Computing desk
< August 15	<< Jul \| August \| Sep >>	August 17 >

Welcome to the Wikipedia Computing Reference Desk Archives
The page you are currently viewing is a transcluded archive page. While you can leave answers for any questions shown below, please ask new questions on one of the current reference desk pages.

August 16

I'm not a robot

How do the "I'm not a robot" checkboxes on login pages work? It's just a checkbox from what the users see, so how does that prove anything? Thanks, †dismas†|^(talk) 12:26, 16 August 2018 (UTC)[reply]
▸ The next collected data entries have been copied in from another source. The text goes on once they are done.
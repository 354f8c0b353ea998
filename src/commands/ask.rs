//! `roibot ask` command - answer one prompt from the command line

use std::sync::Arc;
use std::time::Instant;

use crate::cli::Cli;
use crate::commands::{build_assistant, load_kb};
use roibot_core::assistant::Mode;
use roibot_core::config::ServerConfig;
use roibot_core::error::Result;
use roibot_core::format::OutputFormat;
use roibot_core::trace_time;

/// Execute the ask command
pub fn execute(cli: &Cli, config: &ServerConfig, prompt: &str, mode: Mode) -> Result<()> {
    let start = Instant::now();
    let kb = Arc::new(load_kb(config));
    let assistant = build_assistant(config, kb);

    let reply = assistant.respond(prompt, mode)?;
    trace_time!(start, "respond", path = reply.path.as_str());

    match cli.format {
        OutputFormat::Json => {
            println!("{}", serde_json::to_string_pretty(&reply)?);
        }
        OutputFormat::Human => {
            println!("{}", reply.text);
        }
    }

    Ok(())
}
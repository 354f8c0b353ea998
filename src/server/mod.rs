//! HTTP chat server
//!
//! Routes:
//! - `POST /api/chat` answers a prompt
//! - `GET /api/health` reports policy and catalog counts

mod chat;
mod health;

use std::sync::Arc;

use axum::http::{header, HeaderValue, Method};
use axum::routing::{get, post};
use axum::Router;
use tower_http::cors::{AllowOrigin, CorsLayer};
use tower_http::limit::RequestBodyLimitLayer;
use tower_http::trace::TraceLayer;

use roibot_core::assistant::Assistant;

/// Maximum accepted request body
pub const MAX_BODY_BYTES: usize = 1024 * 1024;

/// Shared handler state
#[derive(Clone)]
pub struct AppState {
    pub assistant: Arc<Assistant>,
}

/// Build the router with CORS, tracing and body-limit layers
pub fn build_router(assistant: Arc<Assistant>, allowed_origins: &[String]) -> Router {
    let state = AppState { assistant };

    Router::new()
        .route("/api/chat", post(chat::chat))
        .route("/api/health", get(health::health))
        .with_state(state)
        .layer(RequestBodyLimitLayer::new(MAX_BODY_BYTES))
        .layer(cors_layer(allowed_origins))
        .layer(TraceLayer::new_for_http())
}

fn cors_layer(allowed_origins: &[String]) -> CorsLayer {
    let origins: Vec<HeaderValue> = allowed_origins
        .iter()
        .filter_map(|origin| match HeaderValue::from_str(origin) {
            Ok(value) => Some(value),
            Err(_) => {
                tracing::warn!(origin = %origin, "ignoring invalid CORS origin");
                None
            }
        })
        .collect();

    CorsLayer::new()
        .allow_origin(AllowOrigin::list(origins))
        .allow_methods([Method::GET, Method::POST, Method::OPTIONS])
        .allow_headers([header::CONTENT_TYPE, header::AUTHORIZATION])
}

#[cfg(test)]
mod tests;
//! CLI commands for roibot

pub mod ask;
pub mod dispatch;
pub mod kb;
pub mod serve;

use std::sync::Arc;

use crate::cli::Cli;
use roibot_core::assistant::{Assistant, GeminiClient};
use roibot_core::catalog::KnowledgeBase;
use roibot_core::config::ServerConfig;
use roibot_core::error::Result;

/// Resolve configuration from file and environment, then apply global flags
pub fn resolve_config(cli: &Cli) -> Result<ServerConfig> {
    let mut config = ServerConfig::resolve(cli.config.as_deref())?;
    if let Some(kb) = &cli.kb {
        config.kb_dir = Some(kb.clone());
    }
    Ok(config)
}

/// Load the configured KB directory, or the embedded seed KB
pub fn load_kb(config: &ServerConfig) -> KnowledgeBase {
    match &config.kb_dir {
        Some(dir) => KnowledgeBase::load_dir(dir),
        None => KnowledgeBase::seed(),
    }
}

/// Assistant over `kb` with the configured external policy and fallback client
pub fn build_assistant(config: &ServerConfig, kb: Arc<KnowledgeBase>) -> Assistant {
    let assistant = Assistant::new(kb).allow_external(config.allow_external);
    match GeminiClient::from_config(&config.fallback) {
        Some(client) => assistant.with_fallback(Box::new(client)),
        None => assistant,
    }
}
@Dismas: If reCAPTCHA looks at your browser's identifying information (user agent, OS, window size, Google-related cookies, ...) and thinks you're not likely to be a robot, then it lets you bypass the questioning. If you deliberately make yourself difficult to identify or track, such as by going through a VPN or Tor, it is very likely to make you go through at least one image identification question before allowing you to proceed. Jc86035 (talk) 12:49, 16 August 2018 (UTC)[reply]
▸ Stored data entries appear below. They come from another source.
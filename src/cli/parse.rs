use roibot_core::assistant::Mode;
use roibot_core::format::OutputFormat;

/// Parse output format from string
pub fn parse_output_format(s: &str) -> std::result::Result<OutputFormat, String> {
    s.parse::<OutputFormat>().map_err(|e| e.to_string())
}

/// Parse answer mode from string
pub fn parse_mode(s: &str) -> std::result::Result<Mode, String> {
    s.parse::<Mode>().map_err(|e| e.to_string())
}
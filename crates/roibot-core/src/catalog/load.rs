//! Loading the knowledge base from a directory of JSON documents

use std::fs;
use std::path::Path;

use serde::de::DeserializeOwned;

use super::KnowledgeBase;

pub const PROBLEM_TO_USE_CASES_FILE: &str = "problemToUseCases.json";
pub const PROBLEM_SYNONYMS_FILE: &str = "problemSynonyms.json";
pub const LEVER_CATALOG_FILE: &str = "leverCatalog.json";
pub const CUSTOMER_STORIES_FILE: &str = "customerStories.json";

impl KnowledgeBase {
    /// Load all four catalogs from `dir`.
    ///
    /// Never fails: a missing or unparsable file degrades to an empty
    /// catalog and is reported at warn level.
    pub fn load_dir(dir: &Path) -> Self {
        let kb = Self {
            problems: load_or_default(dir, PROBLEM_TO_USE_CASES_FILE),
            synonyms: load_or_default(dir, PROBLEM_SYNONYMS_FILE),
            levers: load_or_default(dir, LEVER_CATALOG_FILE),
            stories: load_or_default(dir, CUSTOMER_STORIES_FILE),
        };

        let counts = kb.counts();
        tracing::info!(
            dir = %dir.display(),
            problems = counts.problems,
            synonyms = counts.synonyms,
            levers = counts.levers,
            stories = counts.stories,
            "kb_loaded"
        );

        kb
    }
}

fn load_or_default<T: DeserializeOwned + Default>(dir: &Path, file: &str) -> T {
    let path = dir.join(file);
    let content = match fs::read_to_string(&path) {
        Ok(content) => content,
        Err(e) => {
            tracing::warn!(path = %path.display(), error = %e, "kb file unavailable; using empty catalog");
            return T::default();
        }
    };

    parse_or_default(file, &content)
}

/// Parse a catalog document, falling back to an empty catalog on error
pub(super) fn parse_or_default<T: DeserializeOwned + Default>(name: &str, content: &str) -> T {
    serde_json::from_str(content).unwrap_or_else(|e| {
        tracing::warn!(file = name, error = %e, "kb file invalid; using empty catalog");
        T::default()
    })
}
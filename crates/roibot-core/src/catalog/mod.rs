//! Knowledge base catalogs
//!
//! Four read-only catalogs feed the matching pipeline:
//! - problems: canonical problem label -> use-case labels
//! - synonyms: canonical problem label -> alternate phrasings
//! - levers: lever id -> label, modules and related use cases
//! - stories: customer stories tagged with a use case
//!
//! All maps keep the insertion order of their JSON source, since matching
//! and ranking ties are resolved by catalog order.

mod load;
mod seed;
mod write;

use indexmap::IndexMap;
use serde::{Deserialize, Serialize};

pub use load::{
    CUSTOMER_STORIES_FILE, LEVER_CATALOG_FILE, PROBLEM_SYNONYMS_FILE, PROBLEM_TO_USE_CASES_FILE,
};

/// Canonical problem label -> ordered use-case labels
pub type ProblemCatalog = IndexMap<String, Vec<String>>;

/// Canonical problem label -> alternate free-text phrasings
pub type SynonymCatalog = IndexMap<String, Vec<String>>;

/// Lever id -> lever metadata
pub type LeverCatalog = IndexMap<String, LeverMeta>;

/// Ordered customer stories
pub type StoryCatalog = Vec<CustomerStory>;

/// Metadata for a value lever
#[derive(Debug, Clone, Default, PartialEq, Eq, Serialize, Deserialize)]
pub struct LeverMeta {
    /// Display label
    #[serde(default)]
    pub label: String,
    /// Primary business outcome tag (rev, cost, risk, ...)
    #[serde(default, skip_serializing_if = "Option::is_none")]
    pub pbo: Option<String>,
    /// Product modules the lever relies on
    #[serde(default)]
    pub modules: Vec<String>,
    /// Use cases the lever contributes to
    #[serde(default, rename = "useCases")]
    pub use_cases: Vec<String>,
}

/// A customer story record
#[derive(Debug, Clone, Default, PartialEq, Eq, Serialize, Deserialize)]
#[serde(rename_all = "camelCase")]
pub struct CustomerStory {
    #[serde(default)]
    pub story: String,
    #[serde(default)]
    pub customer: String,
    #[serde(default)]
    pub industry: String,
    #[serde(default)]
    pub use_case: String,
    #[serde(default)]
    pub results: String,
    #[serde(default)]
    pub modules: Vec<String>,
    #[serde(default)]
    pub url: String,
}

/// Catalog sizes, as reported by the health endpoint and `kb stats`
#[derive(Debug, Clone, Copy, Default, PartialEq, Eq, Serialize)]
pub struct KbCounts {
    pub problems: usize,
    pub levers: usize,
    pub stories: usize,
    /// Total number of synonym phrases across all problems
    pub synonyms: usize,
}

/// The full in-memory knowledge base
#[derive(Debug, Clone, Default, PartialEq)]
pub struct KnowledgeBase {
    pub problems: ProblemCatalog,
    pub synonyms: SynonymCatalog,
    pub levers: LeverCatalog,
    pub stories: StoryCatalog,
}

impl KnowledgeBase {
    /// An empty knowledge base; every query yields no match
    pub fn empty() -> Self {
        Self::default()
    }

    /// Use cases registered for a problem label (empty when unknown)
    pub fn use_cases_for(&self, problem: &str) -> &[String] {
        self.problems
            .get(problem)
            .map(Vec::as_slice)
            .unwrap_or_default()
    }

    /// Catalog sizes
    pub fn counts(&self) -> KbCounts {
        KbCounts {
            problems: self.problems.len(),
            levers: self.levers.len(),
            stories: self.stories.len(),
            synonyms: self.synonyms.values().map(Vec::len).sum(),
        }
    }
}
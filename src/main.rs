//! Roibot - Value & ROI knowledge assistant
//!
//! Matches free-text business problems against an in-house knowledge base,
//! ranks value levers and customer stories, and serves the same pipeline
//! over a small HTTP chat endpoint.

mod cli;
mod commands;
mod server;

use std::env;
use std::process::ExitCode;
use std::time::Instant;

use clap::Parser;

use cli::Cli;
use roibot_core::error::{ExitCode as RoiExitCode, RoiError};
use roibot_core::format::OutputFormat;
use roibot_core::logging;

fn main() -> ExitCode {
    let start = Instant::now();

    let argv_format_json = argv_requests_json();

    let cli = match Cli::try_parse() {
        Ok(cli) => cli,
        Err(err) => {
            // clap may fail before `Cli.format` exists; honor a raw
            // `--format json` by emitting the structured envelope.
            if argv_format_json {
                let roi_error = match err.kind() {
                    clap::error::ErrorKind::DisplayHelp
                    | clap::error::ErrorKind::DisplayVersion => err.exit(),
                    clap::error::ErrorKind::ValueValidation
                    | clap::error::ErrorKind::InvalidValue
                    | clap::error::ErrorKind::InvalidSubcommand
                    | clap::error::ErrorKind::UnknownArgument
                    | clap::error::ErrorKind::MissingRequiredArgument
                    | clap::error::ErrorKind::ArgumentConflict => {
                        RoiError::UsageError(err.to_string())
                    }
                    _ => RoiError::Other(err.to_string()),
                };

                eprintln!("{}", roi_error.to_json());
                return ExitCode::from(roi_error.exit_code() as u8);
            }

            err.exit();
        }
    };

    if let Err(e) = logging::init_tracing(cli.verbose, cli.log_level.as_deref(), cli.log_json) {
        eprintln!("Warning: Failed to initialize logging: {}", e);
    }

    tracing::debug!(elapsed = ?start.elapsed(), "parse_args");

    let result = commands::dispatch::run(&cli, start);

    match result {
        Ok(()) => ExitCode::from(RoiExitCode::Success as u8),
        Err(e) => {
            let exit_code = e.exit_code();

            if cli.format == OutputFormat::Json {
                eprintln!("{}", e.to_json());
            } else if !cli.quiet {
                eprintln!("error: {}", e);
            }

            ExitCode::from(exit_code as u8)
        }
    }
}

fn argv_requests_json() -> bool {
    let mut args = env::args().skip(1);
    while let Some(arg) = args.next() {
        if arg == "--format" {
            if args.next().is_some_and(|v| v == "json") {
                return true;
            }
        } else if arg == "--format=json" {
            return true;
        }
    }
    false
}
There is also a time limit. If your browser hits too many pages that have reCAPTCHA installed in too short of a time, it will assume you are a robot and ask you to identify trucks or street signs or bridges. I feel that they do this because they are looking for someone who has written a program that accurately identifies those things so they can purchase the program to use in Google Maps. 71.12.10.227 (talk) 13:45, 16 August 2018 (UTC)[reply]

I had assumed (perhaps incorrectly) that the image identification was a clever way to feed a database held by Google that can be used as training data for their machine learning based image identification algorithms. Egglz (talk) 13:40, 17 August 2018 (UTC)[reply]

To function, the image identification must be solved already. Otherwise, it can't tell if you are correct or not. So, they can't use your response to train their algorithms any more than they could use their own response when they identified what was correct. What they are looking for is a computer, somewhere, that hits their service thousands of times a minute and correctly solves the images. Then, they know someone has a better algorithm than they have and, hopefully, they can find the developer and purchase the algorithm. 71.12.10.227 (talk) 15:29, 18 August 2018 (UTC)[reply]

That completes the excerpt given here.